As the whole world (or at least a large part of it) went baby-mad last week (“welcome to the world, Prince George!”), I’ve been giving some thought to communicating with babies and children. As the mother of a 5-and-a-half-year-old daughter, a large part of my time is spent communicating with her and has been ever since she was born.
So what are the key things I’ve learnt and how can I apply that to working with organisations to improve the way they communicate?
It is possible to communicate a lot non-verbally. From communicating that a baby is safe and loved by giving it lots of cuddles, to showing a pre-schooler that you know perfectly well that they are being naughty by raising an eyebrow at them, to showing that your 5-yr-old is important to you by putting away your Blackberry and concentrating solely on them, there are plenty of ways in which we communicate things to a baby or small child without putting it into words.
And, of course, they communicate a lot before they learn to talk – crying to show you that they are hungry or upset, gesturing at your sandwich with clasped and unclasped fingers to show that they would like to have a bite, throwing themselves on the floor in frustration when they can’t do something. As their parent you have to get used to ‘listening’ to their gestures and ‘hearing’ what they’re telling you.

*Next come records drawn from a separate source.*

#![forbid(unsafe_code)]

//! Change records emitted by [`ChangeTrackingCollection`].

use std::sync::atomic::{AtomicU64, Ordering};

use rxui_core::{ObservedChange, PropertyValue, Stream};

use super::tracking::ChangeTrackingCollection;

/// Property name carried by collection-level [`ObservedChange`]s.
pub const ITEMS_PROPERTY: &str = "Items";

/// Kind of structural edit.
#[derive(Debug, Clone, Copy, PartialEq, Eq, Hash)]
pub enum ChangeKind {
    Add,
    Remove,
    Replace,
    Reset,
}

/// One structural edit, emitted after it was applied.
///
/// `Add` carries only `new_item`, `Remove` only `old_item`, `Replace` both
/// (at the same index), `Reset` neither. `count` is the length after the
/// edit.
#[derive(Debug, Clone, PartialEq, Eq)]
pub struct StructuralChange<T> {
    pub kind: ChangeKind,
    pub index: usize,
    pub old_item: Option<T>,
    pub new_item: Option<T>,
    pub count: usize,
}

impl<T> StructuralChange<T> {
    pub fn add(index: usize, item: T, count: usize) -> Self {
        Self {
            kind: ChangeKind::Add,
            index,
            old_item: None,
            new_item: Some(item),
            count,
        }
    }

    pub fn remove(index: usize, item: T, count: usize) -> Self {
        Self {
            kind: ChangeKind::Remove,
            index,
            old_item: Some(item),
            new_item: None,
            count,
        }
    }

    pub fn replace(index: usize, old: T, new: T, count: usize) -> Self {
        Self {
            kind: ChangeKind::Replace,
            index,
            old_item: Some(old),
            new_item: Some(new),
            count,
        }
    }

    pub fn reset() -> Self {
        Self {
            kind: ChangeKind::Reset,
            index: 0,
            old_item: None,
            new_item: None,
            count: 0,
        }
    }
}

/// Synchronous pre-mutation notice. `count` is the length before the edit.
#[derive(Debug, Clone, PartialEq, Eq)]
pub enum BeforeChange<T> {
    Adding { item: T, count: usize },
    Removing { item: T, count: usize },
    Clearing { count: usize },
}

impl<T> BeforeChange<T> {
    pub fn count(&self) -> usize {
        match self {
            Self::Adding { count, .. } | Self::Removing { count, .. } | Self::Clearing { count } => {
                *count
            }
        }
    }
}

/// Process-unique collection identity.
#[derive(Debug, Clone, Copy, PartialEq, Eq, Hash, PartialOrd, Ord)]
pub struct CollectionId(u64);

impl CollectionId {
    pub(crate) fn next() -> Self {
        static NEXT: AtomicU64 = AtomicU64::new(1);
        Self(NEXT.fetch_add(1, Ordering::Relaxed))
    }

    pub fn get(self) -> u64 {
        self.0
    }
}

impl std::fmt::Display for CollectionId {
    fn fmt(&self, f: &mut std::fmt::Formatter<'_>) -> std::fmt::Result {
        write!(f, "collection#{}", self.0)
    }
}

/// Item-level property change.
pub type ItemChange<T> = ObservedChange<T, PropertyValue>;

/// Who raised a [`CollectionChange`].
#[derive(Debug, Clone, PartialEq, Eq)]
pub enum ChangeSender<T> {
    Collection(CollectionId),
    Item(T),
}

impl<T> ChangeSender<T> {
    /// Whether the change is collection-level (`"Items"`).
    pub fn is_collection(&self) -> bool {
        matches!(self, Self::Collection(_))
    }
}

/// Value carried by a [`CollectionChange`].
pub enum ChangeValue<T> {
    /// The collection itself (collection-level events).
    Collection(ChangeTrackingCollection<T>),
    /// An item's new property value (item-level events).
    Property(PropertyValue),
}

impl<T> Clone for ChangeValue<T> {
    fn clone(&self) -> Self {
        match self {
            Self::Collection(collection) => Self::Collection(collection.clone()),
            Self::Property(value) => Self::Property(value.clone()),
        }
    }
}

impl<T> std::fmt::Debug for ChangeValue<T> {
    fn fmt(&self, f: &mut std::fmt::Formatter<'_>) -> std::fmt::Result {
        match self {
            Self::Collection(collection) => f.debug_tuple("Collection").field(&collection.id()).finish(),
            Self::Property(_) => f.write_str("Property(..)"),
        }
    }
}

/// Unified change record of the `changing`/`changed` streams.
pub type CollectionChange<T> = ObservedChange<ChangeSender<T>, ChangeValue<T>>;

/// Optional per-item change capability.
///
/// A collection with change tracking enabled asks its source for each item's
/// streams when the item enters the collection and drops the subscriptions
/// when it leaves. Items without the capability return `None`.
pub trait ItemChangeSource<T>: Send + Sync {
    /// Stream of "property about to change" records for `item`.
    fn changing(&self, item: &T) -> Option<Stream<ItemChange<T>>>;

    /// Stream of "property changed" records for `item`.
    fn changed(&self, item: &T) -> Option<Stream<ItemChange<T>>>;
}

#[cfg(test)]
mod tests {
    use super::*;

    #[test]
    fn structural_constructors_fill_the_right_side() {
        let add = StructuralChange::add(0, 'a', 1);
        assert_eq!((add.old_item, add.new_item), (None, Some('a')));
        let remove = StructuralChange::remove(0, 'a', 0);
        assert_eq!((remove.old_item, remove.new_item), (Some('a'), None));
        let replace = StructuralChange::replace(2, 'a', 'b', 3);
        assert_eq!((replace.old_item, replace.new_item), (Some('a'), Some('b')));
        let reset = StructuralChange::<char>::reset();
        assert_eq!(reset.kind, ChangeKind::Reset);
        assert!(reset.old_item.is_none() && reset.new_item.is_none());
    }

    #[test]
    fn before_change_count() {
        assert_eq!(BeforeChange::Adding { item: 1, count: 4 }.count(), 4);
        assert_eq!(BeforeChange::<i32>::Clearing { count: 9 }.count(), 9);
    }

    #[test]
    fn collection_ids_are_unique() {
        assert_ne!(CollectionId::next(), CollectionId::next());
    }
}
#![forbid(unsafe_code)]

//! Poison-tolerant lock helpers.
//!
//! Observer callbacks never run while an rxui lock is held, so a poisoned
//! lock can only come from a panic inside rxui's own bookkeeping. The data
//! behind these locks stays structurally valid in that case, so the guard is
//! recovered instead of propagating the poison.

use std::sync::{Mutex, MutexGuard, PoisonError, RwLock, RwLockReadGuard, RwLockWriteGuard};

/// Lock a mutex, recovering the guard if it was poisoned.
#[inline]
pub fn lock<T: ?Sized>(mutex: &Mutex<T>) -> MutexGuard<'_, T> {
    mutex.lock().unwrap_or_else(PoisonError::into_inner)
}

/// Acquire a read guard, recovering it if the lock was poisoned.
#[inline]
pub fn read<T: ?Sized>(lock: &RwLock<T>) -> RwLockReadGuard<'_, T> {
    lock.read().unwrap_or_else(PoisonError::into_inner)
}

/// Acquire a write guard, recovering it if the lock was poisoned.
#[inline]
pub fn write<T: ?Sized>(lock: &RwLock<T>) -> RwLockWriteGuard<'_, T> {
    lock.write().unwrap_or_else(PoisonError::into_inner)
}
#![forbid(unsafe_code)]

//! rxui: reactive change notification and scheduling for UI state.
//!
//! This facade re-exports the public API of the workspace crates:
//!
//! - [`rxui_core`]: event streams, operators, schedulers, scheduler context.
//! - [`rxui_runtime`]: change-tracking collections, mirrors, observable
//!   commands.
//!
//! Most applications only need the [`prelude`].
//!
//! ```
//! use rxui::prelude::*;
//!
//! let todos: ChangeTrackingCollection<String> =
//!     ChangeTrackingCollection::with_scheduler(ImmediateScheduler::handle());
//! let titles = todos.derive(|t| t.to_uppercase());
//! todos.push("write docs".to_string());
//! assert_eq!(titles.to_vec(), vec!["WRITE DOCS".to_string()]);
//! ```

pub use rxui_core;
pub use rxui_runtime;

pub use rxui_core::{Result, RxError};

/// The commonly used types and extension traits.
pub mod prelude {
    pub use rxui_core::{
        EventStream, ImmediateScheduler, ObservedChange, Observer, RxError, ScheduledRedispatcher,
        Scheduler, SchedulerConfig, SchedulerContext, SchedulerHandle, SchedulerSlot, Stream,
        Subscription, WorkerScheduler,
    };
    pub use rxui_runtime::{
        ChangeKind, ChangeTrackingCollection, Command, CreateCollection, InvokeCommand,
        ItemChangeSource, MirroredCollection, ObservableCommand, StructuralChange, ToCommand,
    };
}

Lesson to apply now: all effective communicators use non-verbal communication to strengthen their message and ‘listen’ to the non-verbal communication of those around them.
Children learn how to communicate by copying those around them. This doesn’t necessarily mean they will copy others word for word (although sometimes they do), but they do notice the unconscious ‘rules’ about communication – for example, my mum tells me that even before I could use recognisable words, as a baby I would babble for a certain time and then stop and look at her, making it clear it was her turn in the ‘conversation’. This was something I had picked up from observing the adults around me taking turns in conversations. And if you shout a lot at or around your children, they will learn that that’s how you communicate and will shout a lot themselves.

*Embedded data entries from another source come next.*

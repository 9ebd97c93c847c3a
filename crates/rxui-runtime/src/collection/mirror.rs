#![forbid(unsafe_code)]

//! Derived collections that follow a source collection's structural edits.
//!
//! A mirror starts as `source.map(selector)` and then replays every raw
//! structural change of the source into its own collection:
//!
//! | Source change | Mirror edit |
//! |---------------|-------------|
//! | `Add` at `i` | insert `selector(new)` at `i` |
//! | `Remove` at `i` | remove at `i` |
//! | `Replace` at `i` | remove at `i`, then insert `selector(new)` at `i` |
//! | `Reset` | clear |
//!
//! The mirror subscribes to the raw structural stream, so the source's
//! suppression scopes never pause it. Suppressing the mirror's own
//! notifications is a separate matter handled on the mirror collection.
//!
//! # Failure Modes
//!
//! A selector failure (or an edit the mirror cannot apply) records the
//! error, logs it, and stops following. The mirror keeps its last
//! consistent contents; recreate it to resume.

use std::fmt::Display;
use std::ops::Deref;
use std::sync::{Arc, Mutex, Weak};

use rxui_core::sync::lock;
use rxui_core::{Result, RxError, Subscription};

use super::change::{ChangeKind, StructuralChange};
use super::tracking::ChangeTrackingCollection;

/// A collection kept in sync with a transform of another collection.
pub struct MirroredCollection<U> {
    target: ChangeTrackingCollection<U>,
    following: Arc<Mutex<Option<Subscription>>>,
    fault: Arc<Mutex<Option<RxError>>>,
}

impl<U> std::fmt::Debug for MirroredCollection<U> {
    fn fmt(&self, f: &mut std::fmt::Formatter<'_>) -> std::fmt::Result {
        f.debug_struct("MirroredCollection")
            .field("target", &self.target)
            .field("following", &self.is_following())
            .field("fault", &*lock(&self.fault))
            .finish()
    }
}

impl<U> MirroredCollection<U> {
    /// The mirrored collection.
    pub fn collection(&self) -> &ChangeTrackingCollection<U> {
        &self.target
    }

    /// Whether the mirror still follows its source.
    pub fn is_following(&self) -> bool {
        lock(&self.following)
            .as_ref()
            .is_some_and(|sub| !sub.is_closed())
    }

    /// The error that stopped the mirror, if any.
    pub fn fault(&self) -> Option<RxError> {
        lock(&self.fault).clone()
    }

    /// Stop following the source. The contents stay as they are.
    pub fn stop(&self) {
        let following = lock(&self.following).take();
        drop(following);
    }
}

impl<U> Drop for MirroredCollection<U> {
    fn drop(&mut self) {
        self.stop();
    }
}

impl<U> Deref for MirroredCollection<U> {
    type Target = ChangeTrackingCollection<U>;

    fn deref(&self) -> &Self::Target {
        &self.target
    }
}

/// Mirror `source` through an infallible `selector`.
pub fn mirror<T, U>(
    source: &ChangeTrackingCollection<T>,
    selector: impl Fn(&T) -> U + Send + Sync + 'static,
) -> MirroredCollection<U>
where
    T: Clone + Send + Sync + 'static,
    U: Clone + Send + Sync + 'static,
{
    let initial: Vec<U> = source.with(|items| items.iter().map(&selector).collect());
    follow(source, initial, move |item| Ok(selector(item)))
}

/// Mirror `source` through a fallible `selector`.
///
/// # Errors
///
/// [`RxError::SelectorFaulted`] if `selector` fails on one of the current
/// items; no mirror is created.
pub fn try_mirror<T, U, E>(
    source: &ChangeTrackingCollection<T>,
    selector: impl Fn(&T) -> std::result::Result<U, E> + Send + Sync + 'static,
) -> Result<MirroredCollection<U>>
where
    T: Clone + Send + Sync + 'static,
    U: Clone + Send + Sync + 'static,
    E: Display,
{
    let initial = source.with(|items| {
        items
            .iter()
            .map(|item| selector(item).map_err(|err| RxError::selector(err.to_string())))
            .collect::<Result<Vec<U>>>()
    })?;
    Ok(follow(source, initial, move |item| {
        selector(item).map_err(|err| RxError::selector(err.to_string()))
    }))
}

fn follow<T, U>(
    source: &ChangeTrackingCollection<T>,
    initial: Vec<U>,
    selector: impl Fn(&T) -> Result<U> + Send + Sync + 'static,
) -> MirroredCollection<U>
where
    T: Clone + Send + Sync + 'static,
    U: Clone + Send + Sync + 'static,
{
    let target = ChangeTrackingCollection::from_items_with_scheduler(initial, source.scheduler());
    let following: Arc<Mutex<Option<Subscription>>> = Arc::new(Mutex::new(None));
    let fault: Arc<Mutex<Option<RxError>>> = Arc::new(Mutex::new(None));

    let sink = target.clone();
    // Weak, so the source's observer list never keeps the mirror alive.
    let stop: Weak<Mutex<Option<Subscription>>> = Arc::downgrade(&following);
    let record = Arc::clone(&fault);
    let source_id = source.id();
    let subscription = source.structural_changes().subscribe(move |change| {
        if lock(&record).is_some() {
            return;
        }
        if let Err(err) = apply(&sink, change, &selector) {
            tracing::warn!(collection = %source_id, mirror = %sink.id(), error = %err, "mirror stopped following its source");
            *lock(&record) = Some(err);
            let following = stop.upgrade().and_then(|slot| lock(&slot).take());
            if let Some(sub) = following {
                sub.unsubscribe();
            }
        }
    });
    *lock(&following) = Some(subscription);

    MirroredCollection {
        target,
        following,
        fault,
    }
}

fn apply<T, U>(
    target: &ChangeTrackingCollection<U>,
    change: &StructuralChange<T>,
    selector: &impl Fn(&T) -> Result<U>,
) -> Result<()>
where
    U: Clone + Send + Sync + 'static,
{
    // Map before touching the target so a failing selector leaves it intact.
    let mapped = change.new_item.as_ref().map(selector).transpose()?;
    match change.kind {
        ChangeKind::Add | ChangeKind::Remove | ChangeKind::Replace => {
            if change.old_item.is_some() {
                target.remove_at(change.index)?;
            }
            if let Some(item) = mapped {
                target.insert(change.index, item)?;
            }
        }
        ChangeKind::Reset => {
            target.clear();
        }
    }
    Ok(())
}

impl<T: Clone + Send + Sync + 'static> ChangeTrackingCollection<T> {
    /// Method form of [`mirror`].
    pub fn derive<U>(&self, selector: impl Fn(&T) -> U + Send + Sync + 'static) -> MirroredCollection<U>
    where
        U: Clone + Send + Sync + 'static,
    {
        mirror(self, selector)
    }
}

Lesson to apply now: effective communicators learn how to communicate by copying those around them who are getting the results they want to see, by having regular team meetings, for example, or using stories of the people whose lives they are changing to motivate and inspire their team.

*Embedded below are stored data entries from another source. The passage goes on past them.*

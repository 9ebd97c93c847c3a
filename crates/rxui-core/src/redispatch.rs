#![forbid(unsafe_code)]

//! Scheduled multicast relay.
//!
//! A [`ScheduledRedispatcher`] is a writable stream whose subscribers always
//! receive values on one scheduler, wherever the value was produced. It can
//! also be connected to an upstream source; the connection is a single
//! internal subscription shared by every downstream subscriber.
//!
//! # Invariants
//!
//! 1. At most one upstream connection exists; `connect` replaces it.
//! 2. Every subscriber sees every value (broadcast, not work-stealing), in
//!    the order the relay received them.
//! 3. Dropping the relay disconnects it from its upstream.

use std::sync::{Arc, Mutex};

use crate::error::RxError;
use crate::scheduler::SchedulerHandle;
use crate::stream::{Observable, Observer, ObserverRef, Stream};
use crate::subject::EventStream;
use crate::subscription::Subscription;
use crate::sync::lock;

/// Writable relay that re-emits every signal on a fixed scheduler.
pub struct ScheduledRedispatcher<T> {
    subject: EventStream<T>,
    scheduler: SchedulerHandle,
    scheduled: Stream<T>,
    connection: Mutex<Option<Subscription>>,
}

impl<T> std::fmt::Debug for ScheduledRedispatcher<T> {
    fn fmt(&self, f: &mut std::fmt::Formatter<'_>) -> std::fmt::Result {
        f.debug_struct("ScheduledRedispatcher")
            .field("scheduler", &self.scheduler.name())
            .field("connected", &lock(&self.connection).is_some())
            .finish()
    }
}

impl<T: Clone + Send + Sync + 'static> ScheduledRedispatcher<T> {
    /// New relay with no upstream.
    #[must_use]
    pub fn new(scheduler: SchedulerHandle) -> Self {
        let subject = EventStream::new();
        let scheduled = subject.stream().observe_on(Arc::clone(&scheduler));
        Self {
            subject,
            scheduler,
            scheduled,
            connection: Mutex::new(None),
        }
    }

    /// New relay already connected to `source`.
    #[must_use]
    pub fn connected(source: &Stream<T>, scheduler: SchedulerHandle) -> Self {
        let relay = Self::new(scheduler);
        relay.connect(source);
        relay
    }

    /// Forward every signal of `source` through this relay. Replaces any
    /// previous connection.
    pub fn connect(&self, source: &Stream<T>) {
        let subscription = source.subscribe_observer(Arc::new(self.subject.clone()));
        let previous = lock(&self.connection).replace(subscription);
        drop(previous);
    }

    /// Tear down the upstream connection. Idempotent.
    pub fn disconnect(&self) {
        let previous = lock(&self.connection).take();
        drop(previous);
    }

    /// Whether an upstream connection is installed and still open.
    #[must_use]
    pub fn is_connected(&self) -> bool {
        lock(&self.connection)
            .as_ref()
            .is_some_and(|sub| !sub.is_closed())
    }

    /// Push a value into the relay.
    pub fn next(&self, value: T) {
        self.subject.next(value);
    }

    /// Terminate the relay with an error.
    pub fn error(&self, error: RxError) {
        self.subject.error(error);
    }

    /// Terminate the relay normally.
    pub fn complete(&self) {
        self.subject.complete();
    }

    /// The scheduled view subscribers attach to.
    #[must_use]
    pub fn stream(&self) -> Stream<T> {
        self.scheduled.clone()
    }

    /// Subscribe with a value callback only.
    pub fn subscribe(&self, on_next: impl Fn(&T) + Send + Sync + 'static) -> Subscription {
        self.scheduled.subscribe(on_next)
    }

    /// The scheduler every signal is delivered on.
    #[must_use]
    pub fn scheduler(&self) -> &SchedulerHandle {
        &self.scheduler
    }
}

impl<T: Clone + Send + Sync + 'static> Observer<T> for ScheduledRedispatcher<T> {
    fn on_next(&self, value: &T) {
        self.subject.emit(value);
    }

    fn on_error(&self, error: &RxError) {
        self.subject.error(error.clone());
    }

    fn on_completed(&self) {
        self.subject.complete();
    }
}

impl<T: Clone + Send + Sync + 'static> Observable<T> for ScheduledRedispatcher<T> {
    fn subscribe_observer(&self, observer: ObserverRef<T>) -> Subscription {
        self.scheduled.subscribe_observer(observer)
    }
}

#[cfg(test)]
mod tests {
    use super::*;
    use crate::scheduler::{ImmediateScheduler, Scheduler, ScheduledWork, Work};
    use std::sync::atomic::{AtomicUsize, Ordering};
    use std::time::Duration;

    /// Queues work until `run_all` is called.
    #[derive(Default)]
    struct ManualScheduler {
        queue: Mutex<Vec<Work>>,
        scheduled: AtomicUsize,
    }

    impl ManualScheduler {
        fn run_all(&self) {
            loop {
                let batch = std::mem::take(&mut *self.queue.lock().unwrap());
                if batch.is_empty() {
                    return;
                }
                for work in batch {
                    work();
                }
            }
        }
    }

    impl Scheduler for ManualScheduler {
        fn name(&self) -> &str {
            "manual"
        }

        fn now(&self) -> Duration {
            Duration::ZERO
        }

        fn schedule_after(&self, _delay: Duration, work: Work) -> ScheduledWork {
            self.scheduled.fetch_add(1, Ordering::SeqCst);
            let handle = ScheduledWork::new();
            self.queue.lock().unwrap().push(handle.guard(work));
            handle
        }
    }

    #[test]
    fn every_subscriber_sees_every_value() {
        let relay = ScheduledRedispatcher::new(ImmediateScheduler::handle());
        let a = Arc::new(Mutex::new(Vec::new()));
        let b = Arc::new(Mutex::new(Vec::new()));
        let (a2, b2) = (Arc::clone(&a), Arc::clone(&b));
        let _sa = relay.subscribe(move |v: &i32| a2.lock().unwrap().push(*v));
        let _sb = relay.subscribe(move |v: &i32| b2.lock().unwrap().push(*v));
        relay.next(1);
        relay.next(2);
        assert_eq!(*a.lock().unwrap(), vec![1, 2]);
        assert_eq!(*b.lock().unwrap(), vec![1, 2]);
    }

    #[test]
    fn delivery_waits_for_the_scheduler() {
        let manual = Arc::new(ManualScheduler::default());
        let relay = ScheduledRedispatcher::new(manual.clone());
        let seen = Arc::new(AtomicUsize::new(0));
        let s = Arc::clone(&seen);
        let _sub = relay.subscribe(move |_: &u8| {
            s.fetch_add(1, Ordering::SeqCst);
        });
        relay.next(1);
        relay.next(2);
        assert_eq!(seen.load(Ordering::SeqCst), 0);
        manual.run_all();
        assert_eq!(seen.load(Ordering::SeqCst), 2);
    }

    #[test]
    fn connect_replaces_and_disconnect_is_idempotent() {
        let relay = ScheduledRedispatcher::new(ImmediateScheduler::handle());
        let first = EventStream::new();
        let second = EventStream::new();
        let log = Arc::new(Mutex::new(Vec::new()));
        let l = Arc::clone(&log);
        let _sub = relay.subscribe(move |v: &&str| l.lock().unwrap().push(*v));

        relay.connect(&first.stream());
        first.next("a");
        relay.connect(&second.stream());
        first.next("dropped");
        second.next("b");
        assert!(relay.is_connected());

        relay.disconnect();
        relay.disconnect();
        second.next("after");
        assert!(!relay.is_connected());
        assert_eq!(*log.lock().unwrap(), vec!["a", "b"]);
        assert_eq!(first.subscriber_count(), 0);
        assert_eq!(second.subscriber_count(), 0);
    }

    #[test]
    fn drop_releases_upstream() {
        let source: EventStream<i32> = EventStream::new();
        let relay = ScheduledRedispatcher::connected(&source.stream(), ImmediateScheduler::handle());
        assert_eq!(source.subscriber_count(), 1);
        drop(relay);
        assert_eq!(source.subscriber_count(), 0);
    }
}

(Note: I do realise that some children take longer than others to grasp this talking one at a time ‘rule’, but those that want to be successful in getting a snack, for example, soon realise that they need to wait their turn and not make adults cross by interrupting.)
If communication between you and your child is not working well, they will express their frustration, anger and confusion in other ways. You spend a lot of time wishing that your child could talk ‘because that will make things easier’ and once they start, you have to take notice of their views and opinions. Although I’m yet to experience the joys of parenting a teenager, I suspect that this will be particularly true then. Some of the most successful parents I know talk about ‘keeping the lines of communication open’, so that no matter what, their child knows that they always have somewhere to turn before they start behaving in extreme ways.
Lesson to apply now: if communication between people who work at an organisation is not working well, the frustration, anger and confusion that occurs as a result will play out in problematic non-verbal ways.
So there you have it – it’s not scientific, or tested in any way, but this is my experience of learning to communicate with a new person and how that knowledge can be applied to organisational communication.